───── Data for processing ─────

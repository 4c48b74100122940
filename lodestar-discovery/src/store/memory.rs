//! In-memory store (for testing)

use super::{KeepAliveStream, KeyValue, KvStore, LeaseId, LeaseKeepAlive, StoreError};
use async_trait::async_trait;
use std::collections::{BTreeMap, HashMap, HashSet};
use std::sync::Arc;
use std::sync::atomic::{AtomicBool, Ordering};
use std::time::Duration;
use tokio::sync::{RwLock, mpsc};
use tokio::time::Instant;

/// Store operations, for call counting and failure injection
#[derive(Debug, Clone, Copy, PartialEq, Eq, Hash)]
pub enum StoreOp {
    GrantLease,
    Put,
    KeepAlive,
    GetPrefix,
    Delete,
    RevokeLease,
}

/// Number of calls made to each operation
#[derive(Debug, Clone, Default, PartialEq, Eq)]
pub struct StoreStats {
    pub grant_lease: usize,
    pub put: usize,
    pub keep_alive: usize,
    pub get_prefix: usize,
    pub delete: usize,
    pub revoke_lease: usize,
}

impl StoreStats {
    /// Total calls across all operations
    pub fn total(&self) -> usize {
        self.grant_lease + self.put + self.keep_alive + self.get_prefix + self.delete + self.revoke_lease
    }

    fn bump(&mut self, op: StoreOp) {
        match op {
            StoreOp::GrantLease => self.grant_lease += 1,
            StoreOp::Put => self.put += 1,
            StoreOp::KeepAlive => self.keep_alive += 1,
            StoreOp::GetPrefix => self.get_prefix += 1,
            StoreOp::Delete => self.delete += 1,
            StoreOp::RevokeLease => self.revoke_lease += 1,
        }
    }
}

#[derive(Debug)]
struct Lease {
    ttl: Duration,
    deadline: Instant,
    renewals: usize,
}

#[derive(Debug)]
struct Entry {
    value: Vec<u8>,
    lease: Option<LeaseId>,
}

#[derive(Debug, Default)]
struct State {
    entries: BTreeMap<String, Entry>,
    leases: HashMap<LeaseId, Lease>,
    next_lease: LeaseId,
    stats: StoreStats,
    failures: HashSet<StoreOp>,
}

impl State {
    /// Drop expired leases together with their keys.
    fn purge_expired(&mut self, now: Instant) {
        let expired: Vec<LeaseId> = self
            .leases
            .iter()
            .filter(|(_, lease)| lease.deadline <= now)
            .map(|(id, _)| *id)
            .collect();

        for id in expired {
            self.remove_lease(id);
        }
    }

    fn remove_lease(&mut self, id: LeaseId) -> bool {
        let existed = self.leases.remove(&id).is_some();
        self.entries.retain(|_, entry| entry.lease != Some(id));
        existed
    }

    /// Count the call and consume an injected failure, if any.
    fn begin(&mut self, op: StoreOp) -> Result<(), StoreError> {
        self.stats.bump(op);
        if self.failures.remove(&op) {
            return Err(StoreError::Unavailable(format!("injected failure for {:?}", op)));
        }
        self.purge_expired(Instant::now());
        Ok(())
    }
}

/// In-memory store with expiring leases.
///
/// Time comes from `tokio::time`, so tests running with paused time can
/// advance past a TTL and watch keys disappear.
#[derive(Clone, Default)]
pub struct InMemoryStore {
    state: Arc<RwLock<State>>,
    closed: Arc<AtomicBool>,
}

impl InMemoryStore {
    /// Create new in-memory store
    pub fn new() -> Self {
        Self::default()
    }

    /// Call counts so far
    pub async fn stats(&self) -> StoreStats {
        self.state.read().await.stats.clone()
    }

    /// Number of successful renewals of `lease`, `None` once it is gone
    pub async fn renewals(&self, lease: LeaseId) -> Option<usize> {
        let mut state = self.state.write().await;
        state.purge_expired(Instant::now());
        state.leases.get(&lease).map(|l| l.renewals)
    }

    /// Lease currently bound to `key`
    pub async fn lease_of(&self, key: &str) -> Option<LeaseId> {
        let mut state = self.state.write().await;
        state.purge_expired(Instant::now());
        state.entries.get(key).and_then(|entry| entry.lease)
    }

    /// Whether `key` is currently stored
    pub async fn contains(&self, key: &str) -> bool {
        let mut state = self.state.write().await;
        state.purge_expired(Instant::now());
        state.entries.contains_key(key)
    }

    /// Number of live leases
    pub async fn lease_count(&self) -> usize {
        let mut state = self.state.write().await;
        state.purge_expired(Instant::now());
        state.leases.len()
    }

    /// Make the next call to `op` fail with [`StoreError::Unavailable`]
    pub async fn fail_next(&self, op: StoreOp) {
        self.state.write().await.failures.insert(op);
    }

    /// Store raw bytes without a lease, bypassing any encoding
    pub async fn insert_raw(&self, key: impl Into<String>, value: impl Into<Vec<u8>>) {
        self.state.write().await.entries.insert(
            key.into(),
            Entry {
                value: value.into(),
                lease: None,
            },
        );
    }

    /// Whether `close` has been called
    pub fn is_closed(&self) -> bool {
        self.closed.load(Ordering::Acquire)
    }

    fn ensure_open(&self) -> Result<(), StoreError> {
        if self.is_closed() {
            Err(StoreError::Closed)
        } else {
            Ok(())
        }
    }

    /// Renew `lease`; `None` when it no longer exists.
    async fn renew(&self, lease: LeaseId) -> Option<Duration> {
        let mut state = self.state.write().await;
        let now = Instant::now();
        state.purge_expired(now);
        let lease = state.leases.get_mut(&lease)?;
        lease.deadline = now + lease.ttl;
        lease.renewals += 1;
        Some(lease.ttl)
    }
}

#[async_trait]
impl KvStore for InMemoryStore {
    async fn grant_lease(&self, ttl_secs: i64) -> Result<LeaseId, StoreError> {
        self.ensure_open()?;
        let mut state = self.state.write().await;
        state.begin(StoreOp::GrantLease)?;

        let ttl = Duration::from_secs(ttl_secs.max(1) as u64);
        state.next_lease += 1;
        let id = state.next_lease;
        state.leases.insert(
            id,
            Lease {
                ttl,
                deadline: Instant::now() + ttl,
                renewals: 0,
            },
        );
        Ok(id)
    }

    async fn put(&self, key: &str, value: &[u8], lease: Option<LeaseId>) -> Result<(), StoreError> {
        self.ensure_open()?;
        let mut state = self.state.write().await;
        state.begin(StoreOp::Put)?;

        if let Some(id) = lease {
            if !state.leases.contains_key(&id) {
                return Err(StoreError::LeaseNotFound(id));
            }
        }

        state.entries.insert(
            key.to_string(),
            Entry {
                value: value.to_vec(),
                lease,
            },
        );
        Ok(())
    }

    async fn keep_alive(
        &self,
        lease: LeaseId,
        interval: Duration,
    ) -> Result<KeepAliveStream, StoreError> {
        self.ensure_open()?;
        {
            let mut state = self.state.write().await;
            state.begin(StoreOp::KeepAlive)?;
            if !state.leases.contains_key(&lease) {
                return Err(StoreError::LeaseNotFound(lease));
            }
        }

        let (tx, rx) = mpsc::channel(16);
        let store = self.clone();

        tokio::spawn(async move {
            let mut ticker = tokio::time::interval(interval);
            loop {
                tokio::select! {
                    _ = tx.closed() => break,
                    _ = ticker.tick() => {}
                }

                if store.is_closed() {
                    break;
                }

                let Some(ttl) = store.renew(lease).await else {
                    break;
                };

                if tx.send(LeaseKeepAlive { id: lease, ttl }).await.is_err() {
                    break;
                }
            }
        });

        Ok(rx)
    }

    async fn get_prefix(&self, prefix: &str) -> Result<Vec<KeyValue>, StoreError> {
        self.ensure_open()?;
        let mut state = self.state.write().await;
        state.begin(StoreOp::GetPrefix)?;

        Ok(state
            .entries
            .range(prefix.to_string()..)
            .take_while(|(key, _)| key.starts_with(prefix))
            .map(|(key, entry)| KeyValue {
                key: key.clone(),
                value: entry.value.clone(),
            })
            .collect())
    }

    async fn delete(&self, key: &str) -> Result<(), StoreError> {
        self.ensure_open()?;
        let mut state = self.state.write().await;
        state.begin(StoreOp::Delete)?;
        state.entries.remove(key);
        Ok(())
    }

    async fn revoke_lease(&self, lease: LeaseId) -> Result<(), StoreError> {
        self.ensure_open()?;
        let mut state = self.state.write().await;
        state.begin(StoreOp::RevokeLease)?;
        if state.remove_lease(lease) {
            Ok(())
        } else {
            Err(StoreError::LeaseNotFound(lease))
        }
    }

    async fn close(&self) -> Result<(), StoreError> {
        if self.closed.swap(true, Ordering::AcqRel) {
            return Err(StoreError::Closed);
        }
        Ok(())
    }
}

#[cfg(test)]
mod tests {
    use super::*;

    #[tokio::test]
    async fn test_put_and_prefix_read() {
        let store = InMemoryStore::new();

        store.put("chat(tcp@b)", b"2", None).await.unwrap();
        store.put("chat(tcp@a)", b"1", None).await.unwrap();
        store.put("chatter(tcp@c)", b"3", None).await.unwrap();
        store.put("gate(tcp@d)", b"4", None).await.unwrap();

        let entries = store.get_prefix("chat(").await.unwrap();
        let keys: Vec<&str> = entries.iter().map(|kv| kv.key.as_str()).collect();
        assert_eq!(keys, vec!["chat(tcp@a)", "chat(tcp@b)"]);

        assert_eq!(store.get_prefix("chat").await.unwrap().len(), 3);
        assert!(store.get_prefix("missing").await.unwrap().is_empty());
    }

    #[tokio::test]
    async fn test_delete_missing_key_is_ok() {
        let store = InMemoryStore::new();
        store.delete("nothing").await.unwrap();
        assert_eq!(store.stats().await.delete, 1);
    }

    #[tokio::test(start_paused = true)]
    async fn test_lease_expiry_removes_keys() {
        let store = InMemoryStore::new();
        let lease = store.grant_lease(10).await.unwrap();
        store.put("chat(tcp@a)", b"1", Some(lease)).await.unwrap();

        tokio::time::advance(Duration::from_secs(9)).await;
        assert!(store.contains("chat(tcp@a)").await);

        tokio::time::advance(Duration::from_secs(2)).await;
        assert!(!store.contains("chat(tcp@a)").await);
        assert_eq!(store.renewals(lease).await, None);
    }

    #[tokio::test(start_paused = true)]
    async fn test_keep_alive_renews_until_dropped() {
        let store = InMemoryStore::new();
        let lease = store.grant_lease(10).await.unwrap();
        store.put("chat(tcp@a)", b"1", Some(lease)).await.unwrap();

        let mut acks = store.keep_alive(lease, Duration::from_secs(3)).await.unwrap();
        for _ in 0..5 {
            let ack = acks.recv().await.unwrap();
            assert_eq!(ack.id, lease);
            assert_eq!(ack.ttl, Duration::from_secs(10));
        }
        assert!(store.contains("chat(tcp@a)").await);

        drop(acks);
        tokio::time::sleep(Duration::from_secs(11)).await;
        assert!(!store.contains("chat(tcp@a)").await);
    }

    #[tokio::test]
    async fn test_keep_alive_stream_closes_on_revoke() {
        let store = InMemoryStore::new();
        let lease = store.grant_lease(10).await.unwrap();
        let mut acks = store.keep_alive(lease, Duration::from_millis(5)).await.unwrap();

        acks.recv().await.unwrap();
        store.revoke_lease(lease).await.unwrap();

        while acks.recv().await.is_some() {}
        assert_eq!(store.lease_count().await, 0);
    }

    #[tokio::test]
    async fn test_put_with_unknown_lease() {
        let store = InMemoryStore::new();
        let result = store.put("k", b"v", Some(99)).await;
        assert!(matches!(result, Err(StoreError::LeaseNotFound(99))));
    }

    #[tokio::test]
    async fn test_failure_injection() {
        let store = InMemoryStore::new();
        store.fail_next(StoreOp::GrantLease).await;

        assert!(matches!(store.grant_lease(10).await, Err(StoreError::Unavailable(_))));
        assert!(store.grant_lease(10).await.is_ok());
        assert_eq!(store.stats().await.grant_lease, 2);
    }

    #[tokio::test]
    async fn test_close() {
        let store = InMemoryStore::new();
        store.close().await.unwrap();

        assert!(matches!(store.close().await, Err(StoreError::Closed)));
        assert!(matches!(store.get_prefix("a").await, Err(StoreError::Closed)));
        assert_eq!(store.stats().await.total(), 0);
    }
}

─────

What lines of the data contain the string "Unavailable"? List them.

Exercise solution:
            return Err(StoreError::Unavailable(format!("injected failure for {:?}", op)));
    /// Make the next call to `op` fail with [`StoreError::Unavailable`]
        assert!(matches!(store.grant_lease(10).await, Err(StoreError::Unavailable(_))));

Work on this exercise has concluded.